What is expected: Report each line of the records where "Commands" occurs.

▬▬▬

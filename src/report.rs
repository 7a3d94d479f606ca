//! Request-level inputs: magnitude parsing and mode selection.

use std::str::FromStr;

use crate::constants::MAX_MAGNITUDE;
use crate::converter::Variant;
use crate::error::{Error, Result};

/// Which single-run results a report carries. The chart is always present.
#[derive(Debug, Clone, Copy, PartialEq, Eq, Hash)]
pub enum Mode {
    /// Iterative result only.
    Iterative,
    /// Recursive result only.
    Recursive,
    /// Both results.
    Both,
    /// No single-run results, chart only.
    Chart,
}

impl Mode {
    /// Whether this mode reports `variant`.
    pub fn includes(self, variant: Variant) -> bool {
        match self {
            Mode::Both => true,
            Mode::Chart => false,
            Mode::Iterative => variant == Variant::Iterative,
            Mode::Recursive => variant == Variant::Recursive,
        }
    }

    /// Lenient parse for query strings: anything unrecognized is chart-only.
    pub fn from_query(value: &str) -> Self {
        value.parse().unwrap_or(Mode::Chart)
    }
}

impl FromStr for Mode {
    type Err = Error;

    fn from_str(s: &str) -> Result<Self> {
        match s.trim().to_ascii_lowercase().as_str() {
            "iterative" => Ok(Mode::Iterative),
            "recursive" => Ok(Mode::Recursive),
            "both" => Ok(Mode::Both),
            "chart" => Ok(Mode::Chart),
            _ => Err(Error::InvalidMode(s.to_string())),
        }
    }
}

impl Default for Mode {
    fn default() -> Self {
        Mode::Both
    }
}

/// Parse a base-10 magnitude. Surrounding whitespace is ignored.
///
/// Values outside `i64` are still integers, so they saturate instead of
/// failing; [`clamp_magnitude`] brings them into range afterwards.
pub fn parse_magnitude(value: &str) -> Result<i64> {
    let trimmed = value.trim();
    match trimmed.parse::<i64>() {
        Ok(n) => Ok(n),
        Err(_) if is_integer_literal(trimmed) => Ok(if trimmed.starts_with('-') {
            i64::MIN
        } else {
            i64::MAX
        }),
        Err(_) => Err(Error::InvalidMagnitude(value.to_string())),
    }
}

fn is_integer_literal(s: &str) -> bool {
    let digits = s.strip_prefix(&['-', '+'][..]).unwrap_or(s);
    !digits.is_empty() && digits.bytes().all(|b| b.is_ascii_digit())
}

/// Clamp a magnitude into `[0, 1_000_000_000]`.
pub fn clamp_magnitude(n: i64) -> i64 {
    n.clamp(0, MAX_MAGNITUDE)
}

▬▬▬

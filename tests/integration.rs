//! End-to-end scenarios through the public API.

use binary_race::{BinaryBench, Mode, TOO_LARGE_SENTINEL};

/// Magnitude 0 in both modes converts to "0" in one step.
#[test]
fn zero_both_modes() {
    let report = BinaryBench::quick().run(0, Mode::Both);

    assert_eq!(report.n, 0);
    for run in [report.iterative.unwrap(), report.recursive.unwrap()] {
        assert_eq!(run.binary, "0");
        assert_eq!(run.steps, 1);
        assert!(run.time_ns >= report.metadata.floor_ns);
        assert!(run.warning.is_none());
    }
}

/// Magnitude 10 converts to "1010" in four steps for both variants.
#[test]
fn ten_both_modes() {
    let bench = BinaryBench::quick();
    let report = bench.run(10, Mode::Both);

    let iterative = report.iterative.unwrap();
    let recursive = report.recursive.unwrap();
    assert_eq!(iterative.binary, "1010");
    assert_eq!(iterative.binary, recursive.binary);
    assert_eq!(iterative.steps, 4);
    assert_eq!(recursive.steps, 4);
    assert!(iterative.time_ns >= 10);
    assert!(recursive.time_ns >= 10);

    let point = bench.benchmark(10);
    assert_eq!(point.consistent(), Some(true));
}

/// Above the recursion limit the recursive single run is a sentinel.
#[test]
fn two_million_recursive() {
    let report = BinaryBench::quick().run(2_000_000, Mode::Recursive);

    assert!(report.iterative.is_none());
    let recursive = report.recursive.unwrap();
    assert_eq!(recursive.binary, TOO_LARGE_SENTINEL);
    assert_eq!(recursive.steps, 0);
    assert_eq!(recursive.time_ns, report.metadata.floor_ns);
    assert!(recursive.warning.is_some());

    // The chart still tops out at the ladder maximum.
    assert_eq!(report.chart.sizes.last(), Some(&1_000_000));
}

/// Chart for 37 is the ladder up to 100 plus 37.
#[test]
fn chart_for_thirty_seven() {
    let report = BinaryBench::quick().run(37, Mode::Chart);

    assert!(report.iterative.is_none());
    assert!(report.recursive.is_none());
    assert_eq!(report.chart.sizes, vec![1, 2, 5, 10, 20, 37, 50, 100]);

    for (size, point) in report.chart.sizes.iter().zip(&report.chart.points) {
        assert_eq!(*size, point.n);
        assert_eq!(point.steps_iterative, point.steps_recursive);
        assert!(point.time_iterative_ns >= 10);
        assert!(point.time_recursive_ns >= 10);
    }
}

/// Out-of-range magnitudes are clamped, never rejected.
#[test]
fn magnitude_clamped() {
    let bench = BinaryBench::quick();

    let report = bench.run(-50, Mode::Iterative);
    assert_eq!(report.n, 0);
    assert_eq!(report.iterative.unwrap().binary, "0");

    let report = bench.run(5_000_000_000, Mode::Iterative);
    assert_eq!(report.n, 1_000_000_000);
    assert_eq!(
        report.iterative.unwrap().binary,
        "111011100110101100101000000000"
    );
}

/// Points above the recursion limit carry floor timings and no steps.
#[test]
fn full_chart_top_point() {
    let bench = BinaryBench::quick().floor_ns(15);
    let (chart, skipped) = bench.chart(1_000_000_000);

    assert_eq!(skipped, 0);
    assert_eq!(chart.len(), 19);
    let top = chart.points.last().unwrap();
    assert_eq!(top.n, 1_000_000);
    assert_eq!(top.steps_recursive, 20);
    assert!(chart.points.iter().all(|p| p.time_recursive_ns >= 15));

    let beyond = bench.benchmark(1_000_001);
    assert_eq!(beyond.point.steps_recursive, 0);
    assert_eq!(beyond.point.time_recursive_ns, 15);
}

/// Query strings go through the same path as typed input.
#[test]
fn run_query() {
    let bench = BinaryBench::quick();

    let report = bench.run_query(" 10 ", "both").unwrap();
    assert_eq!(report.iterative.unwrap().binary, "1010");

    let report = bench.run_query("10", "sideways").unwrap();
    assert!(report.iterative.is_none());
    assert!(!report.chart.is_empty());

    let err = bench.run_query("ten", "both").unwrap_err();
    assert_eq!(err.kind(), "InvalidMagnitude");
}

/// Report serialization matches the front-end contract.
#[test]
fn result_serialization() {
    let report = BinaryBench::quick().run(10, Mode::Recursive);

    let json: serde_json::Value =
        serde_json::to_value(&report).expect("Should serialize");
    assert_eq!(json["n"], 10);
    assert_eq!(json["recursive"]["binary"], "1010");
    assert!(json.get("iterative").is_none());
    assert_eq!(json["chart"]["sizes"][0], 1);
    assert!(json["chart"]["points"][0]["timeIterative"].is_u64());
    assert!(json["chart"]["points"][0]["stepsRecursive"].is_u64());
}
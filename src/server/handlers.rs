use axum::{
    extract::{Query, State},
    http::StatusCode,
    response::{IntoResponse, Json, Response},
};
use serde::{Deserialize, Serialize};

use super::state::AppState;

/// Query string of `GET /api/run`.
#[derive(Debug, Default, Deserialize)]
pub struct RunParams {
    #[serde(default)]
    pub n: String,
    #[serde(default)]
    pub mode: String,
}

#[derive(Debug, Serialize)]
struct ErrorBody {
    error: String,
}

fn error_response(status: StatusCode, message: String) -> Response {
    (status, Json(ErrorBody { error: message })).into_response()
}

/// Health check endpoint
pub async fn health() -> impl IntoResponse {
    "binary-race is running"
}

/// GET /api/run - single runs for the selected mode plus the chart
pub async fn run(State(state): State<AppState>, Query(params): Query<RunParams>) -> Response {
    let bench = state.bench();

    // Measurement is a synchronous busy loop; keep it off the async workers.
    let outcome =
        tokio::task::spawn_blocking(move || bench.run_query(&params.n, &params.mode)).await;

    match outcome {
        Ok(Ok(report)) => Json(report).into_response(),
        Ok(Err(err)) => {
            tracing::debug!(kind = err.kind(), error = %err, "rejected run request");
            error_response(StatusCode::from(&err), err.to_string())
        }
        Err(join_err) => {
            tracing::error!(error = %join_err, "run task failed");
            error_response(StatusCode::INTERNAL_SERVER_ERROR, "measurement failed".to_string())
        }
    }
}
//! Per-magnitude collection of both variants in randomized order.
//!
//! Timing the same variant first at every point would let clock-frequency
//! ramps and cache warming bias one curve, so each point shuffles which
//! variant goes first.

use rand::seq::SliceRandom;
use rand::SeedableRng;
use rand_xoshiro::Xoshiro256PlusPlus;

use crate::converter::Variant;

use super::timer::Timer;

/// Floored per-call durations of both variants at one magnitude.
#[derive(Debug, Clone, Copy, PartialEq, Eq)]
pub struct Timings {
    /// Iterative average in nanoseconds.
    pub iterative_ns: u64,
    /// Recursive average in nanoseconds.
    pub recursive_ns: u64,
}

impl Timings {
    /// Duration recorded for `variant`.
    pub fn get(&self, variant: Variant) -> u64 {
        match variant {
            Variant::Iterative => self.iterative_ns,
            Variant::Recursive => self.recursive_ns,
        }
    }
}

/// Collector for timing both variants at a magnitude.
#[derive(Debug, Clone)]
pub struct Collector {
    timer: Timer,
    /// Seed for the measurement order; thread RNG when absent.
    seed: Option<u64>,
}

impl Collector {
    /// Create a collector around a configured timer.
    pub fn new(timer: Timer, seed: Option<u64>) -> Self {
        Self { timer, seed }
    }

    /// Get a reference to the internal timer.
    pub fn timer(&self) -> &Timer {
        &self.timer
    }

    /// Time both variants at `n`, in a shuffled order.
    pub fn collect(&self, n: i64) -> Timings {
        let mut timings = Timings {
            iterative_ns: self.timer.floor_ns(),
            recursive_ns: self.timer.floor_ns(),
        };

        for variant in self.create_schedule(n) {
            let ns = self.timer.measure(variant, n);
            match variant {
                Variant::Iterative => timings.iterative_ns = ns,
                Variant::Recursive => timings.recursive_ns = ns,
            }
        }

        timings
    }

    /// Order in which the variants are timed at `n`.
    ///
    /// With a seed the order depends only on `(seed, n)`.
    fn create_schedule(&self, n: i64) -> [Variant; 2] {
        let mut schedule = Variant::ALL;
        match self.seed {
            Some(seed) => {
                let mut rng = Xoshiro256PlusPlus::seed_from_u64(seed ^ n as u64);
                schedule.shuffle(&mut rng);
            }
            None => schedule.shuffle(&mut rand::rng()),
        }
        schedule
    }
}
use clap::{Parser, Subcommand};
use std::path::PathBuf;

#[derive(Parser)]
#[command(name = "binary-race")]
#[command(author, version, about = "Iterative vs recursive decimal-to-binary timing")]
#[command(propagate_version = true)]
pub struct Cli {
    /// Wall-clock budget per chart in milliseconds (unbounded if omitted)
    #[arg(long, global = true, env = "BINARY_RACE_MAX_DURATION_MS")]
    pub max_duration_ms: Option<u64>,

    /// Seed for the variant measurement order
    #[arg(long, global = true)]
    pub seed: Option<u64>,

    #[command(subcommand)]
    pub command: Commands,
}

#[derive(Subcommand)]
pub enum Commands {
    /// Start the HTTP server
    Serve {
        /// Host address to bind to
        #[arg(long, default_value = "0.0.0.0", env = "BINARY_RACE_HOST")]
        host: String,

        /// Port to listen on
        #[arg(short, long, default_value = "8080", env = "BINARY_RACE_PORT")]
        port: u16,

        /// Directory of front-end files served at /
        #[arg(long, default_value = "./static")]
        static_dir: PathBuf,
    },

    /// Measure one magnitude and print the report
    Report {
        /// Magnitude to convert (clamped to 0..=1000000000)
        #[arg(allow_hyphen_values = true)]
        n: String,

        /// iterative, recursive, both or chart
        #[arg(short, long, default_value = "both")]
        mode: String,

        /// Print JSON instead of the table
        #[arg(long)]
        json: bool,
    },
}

▬▬▬

Task solution:
    pub command: Commands,
pub enum Commands {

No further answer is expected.